WORK REQUIRED: Entries follow. Return each line that contains the word "ProjectConfig".

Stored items
####################
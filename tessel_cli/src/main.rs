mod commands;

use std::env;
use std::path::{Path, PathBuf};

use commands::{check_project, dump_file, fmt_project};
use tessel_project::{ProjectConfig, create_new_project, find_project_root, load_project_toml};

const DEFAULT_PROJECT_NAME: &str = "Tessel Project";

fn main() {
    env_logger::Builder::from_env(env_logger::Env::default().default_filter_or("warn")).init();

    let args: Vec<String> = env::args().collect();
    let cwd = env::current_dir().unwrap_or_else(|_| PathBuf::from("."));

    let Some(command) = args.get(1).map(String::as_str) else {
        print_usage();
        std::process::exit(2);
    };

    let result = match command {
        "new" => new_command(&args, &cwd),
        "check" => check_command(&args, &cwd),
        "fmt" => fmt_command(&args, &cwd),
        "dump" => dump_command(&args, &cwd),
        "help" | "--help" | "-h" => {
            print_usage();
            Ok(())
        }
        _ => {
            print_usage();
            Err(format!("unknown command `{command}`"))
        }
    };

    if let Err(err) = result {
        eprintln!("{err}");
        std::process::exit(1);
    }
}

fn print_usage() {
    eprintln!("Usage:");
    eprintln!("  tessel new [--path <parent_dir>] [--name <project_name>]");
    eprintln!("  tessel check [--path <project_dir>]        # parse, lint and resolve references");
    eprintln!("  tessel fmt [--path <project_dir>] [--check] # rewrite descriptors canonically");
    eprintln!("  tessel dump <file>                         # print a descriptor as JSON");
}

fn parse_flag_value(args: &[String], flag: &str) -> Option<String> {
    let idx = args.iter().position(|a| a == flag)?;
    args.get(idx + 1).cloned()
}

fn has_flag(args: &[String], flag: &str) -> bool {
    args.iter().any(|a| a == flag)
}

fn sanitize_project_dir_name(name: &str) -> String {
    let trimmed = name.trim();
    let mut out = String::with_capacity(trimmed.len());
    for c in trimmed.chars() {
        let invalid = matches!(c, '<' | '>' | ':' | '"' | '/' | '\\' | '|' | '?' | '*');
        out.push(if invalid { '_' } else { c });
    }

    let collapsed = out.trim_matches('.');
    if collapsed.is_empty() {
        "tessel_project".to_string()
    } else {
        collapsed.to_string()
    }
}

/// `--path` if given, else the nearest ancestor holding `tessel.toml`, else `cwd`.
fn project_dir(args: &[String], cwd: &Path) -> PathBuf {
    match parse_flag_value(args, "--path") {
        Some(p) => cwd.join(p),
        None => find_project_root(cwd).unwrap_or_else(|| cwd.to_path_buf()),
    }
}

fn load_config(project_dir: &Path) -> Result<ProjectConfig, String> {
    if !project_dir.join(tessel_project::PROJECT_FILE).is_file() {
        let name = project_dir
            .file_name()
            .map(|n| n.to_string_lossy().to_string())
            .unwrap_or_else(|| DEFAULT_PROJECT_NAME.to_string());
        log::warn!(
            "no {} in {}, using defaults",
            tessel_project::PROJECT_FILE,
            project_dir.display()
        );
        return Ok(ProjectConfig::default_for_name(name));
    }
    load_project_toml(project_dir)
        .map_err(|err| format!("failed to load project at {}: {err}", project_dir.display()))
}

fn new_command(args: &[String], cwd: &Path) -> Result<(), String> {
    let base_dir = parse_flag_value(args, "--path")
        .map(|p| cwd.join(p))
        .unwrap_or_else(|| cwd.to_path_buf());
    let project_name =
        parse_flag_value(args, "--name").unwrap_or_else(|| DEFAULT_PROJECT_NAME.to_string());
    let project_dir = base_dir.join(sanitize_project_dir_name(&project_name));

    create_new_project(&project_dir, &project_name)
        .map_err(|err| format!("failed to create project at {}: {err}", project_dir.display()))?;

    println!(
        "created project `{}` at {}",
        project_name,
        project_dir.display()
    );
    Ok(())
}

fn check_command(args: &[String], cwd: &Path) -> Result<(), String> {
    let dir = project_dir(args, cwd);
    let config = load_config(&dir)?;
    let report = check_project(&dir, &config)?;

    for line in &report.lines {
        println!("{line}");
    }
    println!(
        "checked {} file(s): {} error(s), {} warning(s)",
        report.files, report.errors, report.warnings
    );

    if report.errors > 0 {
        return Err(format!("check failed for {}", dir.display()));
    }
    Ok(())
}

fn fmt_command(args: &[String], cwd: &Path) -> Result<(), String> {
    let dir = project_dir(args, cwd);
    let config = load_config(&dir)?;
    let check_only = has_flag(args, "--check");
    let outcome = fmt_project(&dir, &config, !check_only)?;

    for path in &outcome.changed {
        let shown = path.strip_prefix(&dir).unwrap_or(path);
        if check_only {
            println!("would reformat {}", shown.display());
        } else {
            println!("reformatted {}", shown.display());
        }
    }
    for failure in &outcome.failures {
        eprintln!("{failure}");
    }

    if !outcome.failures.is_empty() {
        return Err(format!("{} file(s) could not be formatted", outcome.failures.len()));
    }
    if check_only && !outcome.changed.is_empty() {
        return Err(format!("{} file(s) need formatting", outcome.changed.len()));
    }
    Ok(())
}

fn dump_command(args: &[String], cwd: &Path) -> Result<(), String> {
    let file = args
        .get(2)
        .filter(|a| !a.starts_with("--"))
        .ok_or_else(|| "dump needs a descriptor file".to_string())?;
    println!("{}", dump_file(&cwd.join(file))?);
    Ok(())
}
####################
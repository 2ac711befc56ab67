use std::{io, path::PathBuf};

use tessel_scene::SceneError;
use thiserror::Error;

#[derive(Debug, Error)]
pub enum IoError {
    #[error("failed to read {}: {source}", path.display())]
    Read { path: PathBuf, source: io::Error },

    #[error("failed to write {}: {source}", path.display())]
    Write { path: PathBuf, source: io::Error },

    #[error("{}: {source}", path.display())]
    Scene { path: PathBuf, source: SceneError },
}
####################
REPLY:
use tessel_project::{ProjectConfig, create_new_project, find_project_root, load_project_toml};
fn load_config(project_dir: &Path) -> Result<ProjectConfig, String> {
        return Ok(ProjectConfig::default_for_name(name));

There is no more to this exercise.